INFORMATION:
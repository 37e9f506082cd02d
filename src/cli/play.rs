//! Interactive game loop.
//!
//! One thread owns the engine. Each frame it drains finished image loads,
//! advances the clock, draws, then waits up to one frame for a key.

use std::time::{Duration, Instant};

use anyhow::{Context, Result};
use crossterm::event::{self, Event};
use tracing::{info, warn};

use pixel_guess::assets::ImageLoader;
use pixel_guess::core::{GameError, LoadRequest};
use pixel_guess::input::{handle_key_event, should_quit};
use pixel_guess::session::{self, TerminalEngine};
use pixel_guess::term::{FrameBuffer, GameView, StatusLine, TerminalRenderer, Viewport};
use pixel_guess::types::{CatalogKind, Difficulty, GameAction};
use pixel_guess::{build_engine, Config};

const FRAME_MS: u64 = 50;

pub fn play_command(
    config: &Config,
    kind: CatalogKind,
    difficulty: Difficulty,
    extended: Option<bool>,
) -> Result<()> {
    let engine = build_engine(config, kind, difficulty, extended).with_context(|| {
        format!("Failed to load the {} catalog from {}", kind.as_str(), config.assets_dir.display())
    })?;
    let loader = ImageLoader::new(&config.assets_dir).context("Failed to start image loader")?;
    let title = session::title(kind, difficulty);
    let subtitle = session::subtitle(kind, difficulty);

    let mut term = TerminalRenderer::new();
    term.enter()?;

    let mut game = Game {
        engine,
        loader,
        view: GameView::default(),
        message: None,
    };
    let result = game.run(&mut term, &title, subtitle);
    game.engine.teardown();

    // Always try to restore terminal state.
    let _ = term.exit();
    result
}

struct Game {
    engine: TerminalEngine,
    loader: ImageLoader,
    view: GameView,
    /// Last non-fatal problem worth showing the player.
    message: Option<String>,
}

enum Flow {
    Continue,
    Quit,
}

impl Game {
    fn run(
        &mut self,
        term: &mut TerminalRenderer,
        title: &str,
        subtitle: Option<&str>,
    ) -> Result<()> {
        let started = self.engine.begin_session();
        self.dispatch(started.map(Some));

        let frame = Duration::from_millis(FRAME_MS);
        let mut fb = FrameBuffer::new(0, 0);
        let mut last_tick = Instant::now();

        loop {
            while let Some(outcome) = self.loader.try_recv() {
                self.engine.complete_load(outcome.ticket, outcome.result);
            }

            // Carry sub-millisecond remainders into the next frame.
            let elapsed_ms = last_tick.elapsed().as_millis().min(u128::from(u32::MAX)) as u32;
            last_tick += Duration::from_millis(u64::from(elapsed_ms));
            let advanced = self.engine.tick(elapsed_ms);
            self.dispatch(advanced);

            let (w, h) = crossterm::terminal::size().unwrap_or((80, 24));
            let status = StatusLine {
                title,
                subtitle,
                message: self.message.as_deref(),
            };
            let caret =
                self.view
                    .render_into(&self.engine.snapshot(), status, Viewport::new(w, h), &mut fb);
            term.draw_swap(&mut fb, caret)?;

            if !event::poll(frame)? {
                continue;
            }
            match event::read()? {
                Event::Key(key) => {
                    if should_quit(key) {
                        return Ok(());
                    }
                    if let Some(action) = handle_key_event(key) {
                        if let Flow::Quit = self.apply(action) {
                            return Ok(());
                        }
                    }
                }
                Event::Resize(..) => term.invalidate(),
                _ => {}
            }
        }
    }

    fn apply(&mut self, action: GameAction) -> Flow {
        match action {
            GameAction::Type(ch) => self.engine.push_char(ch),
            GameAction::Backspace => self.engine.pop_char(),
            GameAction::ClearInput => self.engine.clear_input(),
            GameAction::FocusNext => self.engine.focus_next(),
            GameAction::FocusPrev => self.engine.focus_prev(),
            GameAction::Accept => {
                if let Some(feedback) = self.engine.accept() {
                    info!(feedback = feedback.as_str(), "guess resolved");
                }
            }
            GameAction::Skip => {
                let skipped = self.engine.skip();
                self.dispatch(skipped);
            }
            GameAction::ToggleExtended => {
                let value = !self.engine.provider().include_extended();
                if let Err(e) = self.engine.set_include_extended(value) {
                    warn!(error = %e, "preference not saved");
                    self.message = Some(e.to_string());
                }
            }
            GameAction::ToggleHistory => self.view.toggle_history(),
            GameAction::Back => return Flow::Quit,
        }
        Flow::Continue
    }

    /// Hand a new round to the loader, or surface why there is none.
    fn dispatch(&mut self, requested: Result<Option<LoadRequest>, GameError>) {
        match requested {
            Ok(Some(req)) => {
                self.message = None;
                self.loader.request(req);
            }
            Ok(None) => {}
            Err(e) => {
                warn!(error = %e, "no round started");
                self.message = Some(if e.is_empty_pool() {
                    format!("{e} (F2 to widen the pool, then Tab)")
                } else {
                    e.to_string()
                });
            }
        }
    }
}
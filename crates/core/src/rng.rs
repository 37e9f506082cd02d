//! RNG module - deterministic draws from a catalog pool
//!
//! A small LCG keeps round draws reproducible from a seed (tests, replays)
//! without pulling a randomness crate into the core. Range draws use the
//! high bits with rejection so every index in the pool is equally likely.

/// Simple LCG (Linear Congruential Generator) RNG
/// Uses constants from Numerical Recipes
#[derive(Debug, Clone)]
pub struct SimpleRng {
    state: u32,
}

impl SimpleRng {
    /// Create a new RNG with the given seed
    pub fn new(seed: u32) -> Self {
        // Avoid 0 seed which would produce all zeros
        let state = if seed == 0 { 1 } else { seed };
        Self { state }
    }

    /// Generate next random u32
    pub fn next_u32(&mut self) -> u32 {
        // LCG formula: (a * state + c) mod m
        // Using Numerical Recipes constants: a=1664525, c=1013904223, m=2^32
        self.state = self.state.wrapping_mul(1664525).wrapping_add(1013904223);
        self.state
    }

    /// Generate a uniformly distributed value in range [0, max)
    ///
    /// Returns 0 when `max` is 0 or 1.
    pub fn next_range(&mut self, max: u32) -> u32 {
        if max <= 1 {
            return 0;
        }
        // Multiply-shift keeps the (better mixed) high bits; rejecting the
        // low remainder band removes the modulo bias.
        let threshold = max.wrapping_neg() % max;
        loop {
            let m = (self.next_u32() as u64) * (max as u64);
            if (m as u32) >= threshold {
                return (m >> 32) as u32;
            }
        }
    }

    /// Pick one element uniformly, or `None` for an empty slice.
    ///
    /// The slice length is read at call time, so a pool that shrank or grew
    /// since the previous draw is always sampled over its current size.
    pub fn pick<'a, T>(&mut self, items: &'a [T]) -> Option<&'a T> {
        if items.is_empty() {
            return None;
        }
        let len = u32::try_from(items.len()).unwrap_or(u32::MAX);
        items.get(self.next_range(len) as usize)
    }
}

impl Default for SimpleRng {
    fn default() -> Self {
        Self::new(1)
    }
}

YOUR TASK: Write the entries out again verbatim, every one of them.

SOLUTION TO THIS PROBLEM:
repository 37e9f506082cd02d
filename src/cli/play.rs
//! Interactive game loop.
//!
//! One thread owns the engine. Each frame it drains finished image loads,
//! advances the clock, draws, then waits up to one frame for a key.

use std::time::{Duration, Instant};

use anyhow::{Context, Result};
use crossterm::event::{self, Event};
use tracing::{info, warn};

use pixel_guess::assets::ImageLoader;
use pixel_guess::core::{GameError, LoadRequest};
use pixel_guess::input::{handle_key_event, should_quit};
use pixel_guess::session::{self, TerminalEngine};
use pixel_guess::term::{FrameBuffer, GameView, StatusLine, TerminalRenderer, Viewport};
use pixel_guess::types::{CatalogKind, Difficulty, GameAction};
use pixel_guess::{build_engine, Config};

const FRAME_MS: u64 = 50;

pub fn play_command(
    config: &Config,
    kind: CatalogKind,
    difficulty: Difficulty,
    extended: Option<bool>,
) -> Result<()> {
    let engine = build_engine(config, kind, difficulty, extended).with_context(|| {
        format!("Failed to load the {} catalog from {}", kind.as_str(), config.assets_dir.display())
    })?;
    let loader = ImageLoader::new(&config.assets_dir).context("Failed to start image loader")?;
    let title = session::title(kind, difficulty);
    let subtitle = session::subtitle(kind, difficulty);

    let mut term = TerminalRenderer::new();
    term.enter()?;

    let mut game = Game {
        engine,
        loader,
        view: GameView::default(),
        message: None,
    };
    let result = game.run(&mut term, &title, subtitle);
    game.engine.teardown();

    // Always try to restore terminal state.
    let _ = term.exit();
    result
}

struct Game {
    engine: TerminalEngine,
    loader: ImageLoader,
    view: GameView,
    /// Last non-fatal problem worth showing the player.
    message: Option<String>,
}

enum Flow {
    Continue,
    Quit,
}

impl Game {
    fn run(
        &mut self,
        term: &mut TerminalRenderer,
        title: &str,
        subtitle: Option<&str>,
    ) -> Result<()> {
        let started = self.engine.begin_session();
        self.dispatch(started.map(Some));

        let frame = Duration::from_millis(FRAME_MS);
        let mut fb = FrameBuffer::new(0, 0);
        let mut last_tick = Instant::now();

        loop {
            while let Some(outcome) = self.loader.try_recv() {
                self.engine.complete_load(outcome.ticket, outcome.result);
            }

            // Carry sub-millisecond remainders into the next frame.
            let elapsed_ms = last_tick.elapsed().as_millis().min(u128::from(u32::MAX)) as u32;
            last_tick += Duration::from_millis(u64::from(elapsed_ms));
            let advanced = self.engine.tick(elapsed_ms);
            self.dispatch(advanced);

            let (w, h) = crossterm::terminal::size().unwrap_or((80, 24));
            let status = StatusLine {
                title,
                subtitle,
                message: self.message.as_deref(),
            };
            let caret =
                self.view
                    .render_into(&self.engine.snapshot(), status, Viewport::new(w, h), &mut fb);
            term.draw_swap(&mut fb, caret)?;

            if !event::poll(frame)? {
                continue;
            }
            match event::read()? {
                Event::Key(key) => {
                    if should_quit(key) {
                        return Ok(());
                    }
                    if let Some(action) = handle_key_event(key) {
                        if let Flow::Quit = self.apply(action) {
                            return Ok(());
                        }
                    }
                }
                Event::Resize(..) => term.invalidate(),
                _ => {}
            }
        }
    }

    fn apply(&mut self, action: GameAction) -> Flow {
        match action {
            GameAction::Type(ch) => self.engine.push_char(ch),
            GameAction::Backspace => self.engine.pop_char(),
            GameAction::ClearInput => self.engine.clear_input(),
            GameAction::FocusNext => self.engine.focus_next(),
            GameAction::FocusPrev => self.engine.focus_prev(),
            GameAction::Accept => {
                if let Some(feedback) = self.engine.accept() {
                    info!(feedback = feedback.as_str(), "guess resolved");
                }
            }
            GameAction::Skip => {
                let skipped = self.engine.skip();
                self.dispatch(skipped);
            }
            GameAction::ToggleExtended => {
                let value = !self.engine.provider().include_extended();
                if let Err(e) = self.engine.set_include_extended(value) {
                    warn!(error = %e, "preference not saved");
                    self.message = Some(e.to_string());
                }
            }
            GameAction::ToggleHistory => self.view.toggle_history(),
            GameAction::Back => return Flow::Quit,
        }
        Flow::Continue
    }

    /// Hand a new round to the loader, or surface why there is none.
    fn dispatch(&mut self, requested: Result<Option<LoadRequest>, GameError>) {
        match requested {
            Ok(Some(req)) => {
                self.message = None;
                self.loader.request(req);
            }
            Ok(None) => {}
            Err(e) => {
                warn!(error = %e, "no round started");
                self.message = Some(if e.is_empty_pool() {
                    format!("{e} (F2 to widen the pool, then Tab)")
                } else {
                    e.to_string()
                });
            }
        }
    }
}
filename crates/core/src/rng.rs
repository 37e9f506082cd02d
//! RNG module - deterministic draws from a catalog pool
//!
//! A small LCG keeps round draws reproducible from a seed (tests, replays)
//! without pulling a randomness crate into the core. Range draws use the
//! high bits with rejection so every index in the pool is equally likely.

/// Simple LCG (Linear Congruential Generator) RNG
/// Uses constants from Numerical Recipes
#[derive(Debug, Clone)]
pub struct SimpleRng {
    state: u32,
}

impl SimpleRng {
    /// Create a new RNG with the given seed
    pub fn new(seed: u32) -> Self {
        // Avoid 0 seed which would produce all zeros
        let state = if seed == 0 { 1 } else { seed };
        Self { state }
    }

    /// Generate next random u32
    pub fn next_u32(&mut self) -> u32 {
        // LCG formula: (a * state + c) mod m
        // Using Numerical Recipes constants: a=1664525, c=1013904223, m=2^32
        self.state = self.state.wrapping_mul(1664525).wrapping_add(1013904223);
        self.state
    }

    /// Generate a uniformly distributed value in range [0, max)
    ///
    /// Returns 0 when `max` is 0 or 1.
    pub fn next_range(&mut self, max: u32) -> u32 {
        if max <= 1 {
            return 0;
        }
        // Multiply-shift keeps the (better mixed) high bits; rejecting the
        // low remainder band removes the modulo bias.
        let threshold = max.wrapping_neg() % max;
        loop {
            let m = (self.next_u32() as u64) * (max as u64);
            if (m as u32) >= threshold {
                return (m >> 32) as u32;
            }
        }
    }

    /// Pick one element uniformly, or `None` for an empty slice.
    ///
    /// The slice length is read at call time, so a pool that shrank or grew
    /// since the previous draw is always sampled over its current size.
    pub fn pick<'a, T>(&mut self, items: &'a [T]) -> Option<&'a T> {
        if items.is_empty() {
            return None;
        }
        let len = u32::try_from(items.len()).unwrap_or(u32::MAX);
        items.get(self.next_range(len) as usize)
    }
}

impl Default for SimpleRng {
    fn default() -> Self {
        Self::new(1)
    }
}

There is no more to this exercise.